AC, BB, BC, CA, BA, CB, BB, AA, BC, AC, BB
As you can see, in this example it took us 11 draws to complete the three double homophones.
And this is exactly what the table above had told us:
It is not enough to draw 7.1 times and expect three double ‘LL’ symbols. Instead even 10-11 draws are expected to be needed to get those three identical symbol double patterns in the ciphertext.
Accidentially, in the 340, 7.1 draws (occurrances) were enough. Or had Z used the double letter ‘LL’ not only 7.1 times but 10 or more times in his cipher?
What is a fact, however, is that due to a higher amounts of homophones (caused by a higher overall frequency of the letter) and due to lower expected amounts of double letters (e.g. the ‘DD’, which is rather seldom compared to ‘LL’), the other letters do not (significantly!) come into consideration to be represented by the three double ‘++’ symbols.
The first solved symbol, therefore, imo based on valid, significant statistical data, is therefore the ‘+’ representing the consonant ‘L’ (and only that one, as long as no error or absolutely extreme outliers exist).
It should be mentioned, however, that assuming different amounts of homophones (higher ones) would even reduce this probability (lower ones would increase, however the 340 has more, not less homophones). ‘LL’ to occur three times in the 340 is not even expected at all. This would actually requre a value of 100%. Instead it’s 71%. With Z using ‘LL’ a bit more often or the symbols accidentially falling into a good pattern, the triple (definitely exist more in the cleartext) ‘LL’ represented by the triple ‘++’ is, as far as I can say, the only correct solution.
QT
*ZODIACHRONOLOGY*
QT-
That’s a good analysis. I haven’t checked your math – WAY too much work for me right now – but I’m sure you are probably correct. The problem, as I see it, and I’ve mentioned this before, is that the 340 is probably NOT just a normal homophonic substitution cipher like the 408 was. So I’m not sure that all of this really helps… That said, I do enjoy reading your posts and I’m glad that people are still working on the 340. I’m a bit lost on what to do with it at this point, to be honest.
-glurk
——————————–
I don’t believe in monsters.
QT-
That’s a good analysis. I haven’t checked your math – WAY too much work for me right now – but I’m sure you are probably correct. The problem, as I see it, and I’ve mentioned this before, is that the 340 is probably NOT just a normal homophonic substitution cipher like the 408 was. So I’m not sure that all of this really helps… That said, I do enjoy reading your posts and I’m glad that people are still working on the 340. I’m a bit lost on what to do with it at this point, to be honest.
-glurk
I understand as we don’t get any solution so far. Well I can still modify some issues such as the double letter frequencies…the one I took assume that words have blanks inbetween which the 340 surely has not. ‘TT’, ‘EE’, ‘RR’ and ‘NN’ could get a better ranking then although none would exceed 30% I guess. I did do the calculation very carefully so I’m quite full of hope that further analysis with trigrams and reversal trigrams and/or vowel-consonant analysis could now bring us better results..not to forget, this cipher has way more homophones than the 408, which was even longer, too. Meanwhile, the ZDK program is running..it can solve the 408 in seconds – but not always – sometimes it doesn’t find the solution immediately. So it could be with the 340.
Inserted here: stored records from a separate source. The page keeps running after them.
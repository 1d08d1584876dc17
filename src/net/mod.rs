//! Network layer subsystem.
//!
//! # Data Flow
//! ```text
//! ProxyConnector::connect
//!     → TCP connect to the proxy (bounded by the connect timeout)
//!     → connector.rs feeds socket events into the handshake
//!     → connection.rs / pipeline.rs give the handshake its view of the socket
//!     → tunnel.rs hands the caller the stream plus any early tunnel bytes
//! ```
//!
//! # Design Decisions
//! - One task owns both the socket and the handshake; no locks
//! - Writes issued by the handshake are buffered and flushed by the driver
//! - Shutdown signals cancel an in-flight handshake

pub mod connection;
pub mod connector;
pub mod pipeline;
pub mod tunnel;

#[cfg(test)]
pub(crate) mod testing;

pub use connection::{AttemptId, Connection};
pub use connector::ProxyConnector;
pub use pipeline::{Pipeline, PipelineError};
pub use tunnel::Tunnel;
//! In-memory connection for unit tests.

use bytes::Bytes;

use crate::handshake::context::ProxyConnectionEvent;
use crate::handshake::pending::WritePromise;
use crate::net::connection::Connection;
use crate::net::pipeline::Pipeline;

/// Records everything the handshake does to it. Writes complete immediately.
pub(crate) struct RecordingConnection {
    pub pipeline: Pipeline,
    pub written: Vec<Bytes>,
    pub flushes: usize,
    pub reads: Vec<Bytes>,
    pub events: Vec<ProxyConnectionEvent>,
    pub closed: bool,
}

impl RecordingConnection {
    pub fn new() -> Self {
        let mut pipeline = Pipeline::new();
        pipeline.add_last("proxy", ()).unwrap();
        pipeline.add_last("app", ()).unwrap();
        Self {
            pipeline,
            written: Vec::new(),
            flushes: 0,
            reads: Vec::new(),
            events: Vec::new(),
            closed: false,
        }
    }

    pub fn written_bytes(&self) -> Vec<u8> {
        self.written.iter().flat_map(|b| b.iter().copied()).collect()
    }
}

impl Connection for RecordingConnection {
    fn handler_name(&self) -> &str {
        "proxy"
    }

    fn pipeline(&mut self) -> &mut Pipeline {
        &mut self.pipeline
    }

    fn write(&mut self, data: Bytes, mut promise: WritePromise) {
        self.written.push(data);
        promise.succeed();
    }

    fn flush(&mut self) {
        self.flushes += 1;
    }

    fn fire_read(&mut self, data: Bytes) {
        self.reads.push(data);
    }

    fn fire_tunnel_established(&mut self, event: &ProxyConnectionEvent) {
        self.events.push(event.clone());
    }

    fn close(&mut self) {
        self.closed = true;
    }
}
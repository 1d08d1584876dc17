//! Handshake protocol strategy contract.
//!
//! A protocol supplies its wire codec, its initial message and the rules for
//! interpreting responses. Everything else (ordering, timeouts, buffering,
//! outcome delivery) belongs to [`ProxyHandshake`](super::machine::ProxyHandshake).

use std::any::Any;

use bytes::BytesMut;

use crate::handshake::context::HandshakeContext;
use crate::handshake::error::HandshakeError;
use crate::net::connection::Connection;
use crate::net::pipeline::PipelineError;

pub const AUTH_NONE: &str = "none";

/// A duplex codec whose encoder and decoder halves can be removed one at a
/// time. The decoder may have to outlive the encoder to finish parsing a
/// response that arrives after the last write.
pub trait HandshakeCodec: Any + Send {
    type Request;
    type Response;
    type Error: std::fmt::Display;

    fn encode(&mut self, item: Self::Request, dst: &mut BytesMut) -> Result<(), Self::Error>;

    fn decode(&mut self, src: &mut BytesMut) -> Result<Option<Self::Response>, Self::Error>;

    /// Decode whatever can still be produced once the peer has closed.
    fn decode_eof(&mut self, src: &mut BytesMut) -> Result<Option<Self::Response>, Self::Error>;

    /// Drop the encoder half. Returns false if it was already gone.
    fn remove_encoder(&mut self) -> bool;

    /// Drop the decoder half. Returns false if it was already gone.
    fn remove_decoder(&mut self) -> bool;

    fn has_encoder(&self) -> bool;

    fn has_decoder(&self) -> bool;
}

/// Per-protocol half of the handshake.
///
/// One value serves exactly one attempt; response state it accumulates is
/// never reset for reuse.
pub trait HandshakeProtocol: Send {
    type Codec: HandshakeCodec;

    /// Tunnel protocol name, e.g. `"http"`.
    fn protocol(&self) -> &str;

    /// `"none"` or the authentication scheme in use.
    fn auth_scheme(&self) -> &str;

    fn new_codec(&self) -> Self::Codec;

    /// Build the single handshake-initiation message.
    fn new_initial_message(
        &self,
        ctx: &HandshakeContext,
    ) -> Result<<Self::Codec as HandshakeCodec>::Request, HandshakeError>;

    /// Interpret one inbound message. `Ok(true)` means the exchange finished
    /// successfully.
    fn handle_response(
        &mut self,
        ctx: &HandshakeContext,
        response: <Self::Codec as HandshakeCodec>::Response,
    ) -> Result<bool, HandshakeError>;

    /// Pipeline name of the codec stage for a handshake stage called `base`.
    fn codec_name(&self, base: &str) -> String {
        format!("{base}.codec")
    }

    /// Insert the codec right before the handshake stage.
    fn install_codec(&self, conn: &mut dyn Connection) -> Result<(), PipelineError> {
        let base = conn.handler_name().to_string();
        let name = self.codec_name(&base);
        conn.pipeline().add_before(&base, name, self.new_codec())
    }

    fn remove_encoder(&self, conn: &mut dyn Connection) -> Result<(), PipelineError> {
        self.remove_half(conn, |codec| codec.remove_encoder())
    }

    fn remove_decoder(&self, conn: &mut dyn Connection) -> Result<(), PipelineError> {
        self.remove_half(conn, |codec| codec.remove_decoder())
    }

    /// Remove one half; the stage leaves the pipeline once both are gone.
    #[doc(hidden)]
    fn remove_half(
        &self,
        conn: &mut dyn Connection,
        remove: fn(&mut Self::Codec) -> bool,
    ) -> Result<(), PipelineError> {
        let name = self.codec_name(conn.handler_name());
        let pipeline = conn.pipeline();
        let codec = pipeline.get_mut::<Self::Codec>(&name)?;
        remove(codec);
        if !codec.has_encoder() && !codec.has_decoder() {
            pipeline.remove(&name)?;
        }
        Ok(())
    }
}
BTW, if you assume that it eventually could be a different cipher than the 408 – what type of cipher should that be? We can think about that, too. But Vigenere, for example, doesn’t work (symbols, not alphabet). So do simple substitution ciphers, Enigma, book cipher, Caesar, substitution, Playfair, ADFGVX, transposition…they all don’t use additional symbols for the chiffre alphabet. Some could still work, such as XOR or Skytale, however I see no clue that Z might have changed his encryption method that dramatically. Still possible, though.
QT
*ZODIACHRONOLOGY*
QT-
That’s a good analysis. I haven’t checked your math – WAY too much work for me right now – but I’m sure you are probably correct. The problem, as I see it, and I’ve mentioned this before, is that the 340 is probably NOT just a normal homophonic substitution cipher like the 408 was. So I’m not sure that all of this really helps… That said, I do enjoy reading your posts and I’m glad that people are still working on the 340. I’m a bit lost on what to do with it at this point, to be honest.
-glurk
I agree that the 340 is probably not a normal homophonic substitution cipher like the 408 and probably QT does as well. But I am thinking it is possible that the first stage of the 340 solves mostly as a normal homophonic substitution cipher, with a second stage employing a Caesar or something else. But before we get there we have to solve the first stage. Parts of this first stage solution may read like normal English language words and sentences and parts may read very strange until we discover the second stage to apply.
MODERATOR
Long time no news here around..had to fight with a broken laptop, last file sadly completely gone. But now there is some news.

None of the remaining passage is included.